In national economic accounting, GDP and GDI are conceptually equal. GDP measures overall economic activity by final expenditures, and GDI measures it by the incomes generated from producing GDP. In practice, GDP and GDI differ because they are constructed using different sources of information. The different source data produce different results for a number of reasons, including sampling errors, coverage differences, and timing differences with respect to when expenditures and incomes are recorded.
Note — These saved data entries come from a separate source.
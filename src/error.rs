//! Error types for detection walks and plugin attempts.

use thiserror::Error;

use crate::pattern::PatternSyntaxError;

/// Boxed error returned by user callbacks.
pub type BoxError = Box<dyn std::error::Error + Send + Sync + 'static>;

/// Convenient result alias for detection walks.
pub type Result<T> = std::result::Result<T, DetectError>;

/// Errors that abort a detection walk or catalog construction.
#[derive(Debug, Error)]
pub enum DetectError {
    /// A built-in or user-supplied signature failed to compile.
    #[error("invalid pattern: {0}")]
    Pattern(#[from] PatternSyntaxError),
    /// The module callback reported an error; the walk stopped.
    #[error("callback failed at offset 0x{offset:x} of '{container}'")]
    CallbackFailed {
        /// Offset of the module inside its container.
        offset: usize,
        /// Path of the container being scanned.
        container: String,
        /// Error returned by the callback.
        #[source]
        source: BoxError,
    },
    /// Reading input or configuration failed.
    #[error("I/O error: {0}")]
    Io(#[from] std::io::Error),
    /// Configuration could not be parsed or is inconsistent.
    #[error("invalid configuration: {0}")]
    Config(String),
    /// Plugin order names an id the catalog does not know.
    #[error("unknown plugin '{0}'")]
    UnknownPlugin(String),
}

/// Convenient result alias for plugin decoders.
pub type FormatResult<T> = std::result::Result<T, FormatError>;

/// Why a plugin rejected or failed to decode data.
///
/// Never fatal to a walk: the orchestrator logs it and moves on to the next plugin.
#[derive(Debug, Error)]
pub enum FormatError {
    /// Data does not carry the expected signature.
    #[error("signature mismatch")]
    InvalidSignature,
    /// Buffer too small to contain the requested structure.
    #[error("unexpected end of data")]
    UnexpectedEof,
    /// Relative pointer points outside of the data.
    #[error("pointer at offset 0x{offset:04x} points outside data")]
    PointerOutOfRange {
        /// Offset of the pointer field.
        offset: usize,
    },
    /// Null-terminated string was not terminated before the end of data.
    #[error("unterminated string at offset 0x{start:04x}")]
    UnterminatedString {
        /// Start offset of the string.
        start: usize,
    },
    /// Stored checksum disagrees with the data.
    #[error("checksum mismatch: stored 0x{stored:08x}, computed 0x{computed:08x}")]
    ChecksumMismatch {
        /// Value found in the data.
        stored: u32,
        /// Value computed over the data.
        computed: u32,
    },
    /// Packed payload could not be decompressed.
    #[error("decompression failed: {0}")]
    Decompression(String),
    /// Decoded size exceeds the configured limit.
    #[error("decoded size {size} exceeds limit {limit}")]
    LimitExceeded {
        /// Size the data would decode to.
        size: usize,
        /// Configured maximum.
        limit: usize,
    },
    /// Generic validation error.
    #[error("{msg}")]
    InvalidData {
        /// Human-readable explanation of the validation failure.
        msg: String,
    },
}

impl From<String> for FormatError {
    fn from(s: String) -> Self {
        FormatError::InvalidData { msg: s }
    }
}

impl From<&str> for FormatError {
    fn from(s: &str) -> Self {
        FormatError::InvalidData { msg: s.to_string() }
    }
}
The overall difference between GDP and GDI is known as the statistical discrepancy; for an in-depth discussion of the statistical discrepancy see:'

BEA features the final expenditures GDP estimate, in part, because of the more timely source data used to estimate quarterly GDP. In addition, early income estimates of quarterly corporate profits, bonuses, stock options, and other incomes may reflect income earned over the course of the year, but recorded only in the quarter when it is paid.

Over time, however, GDI and GDP provide a similar overall picture of economic activity. The correlation between the rates of change for the final current quarterly estimates of GDP and GDI is 0.82. The correlation between earlier vintage estimates of these two measures is lower, but still high. Also, when one looks at annual data – where the timing differences are less important, the correlation between GDP and GDI is 0.97.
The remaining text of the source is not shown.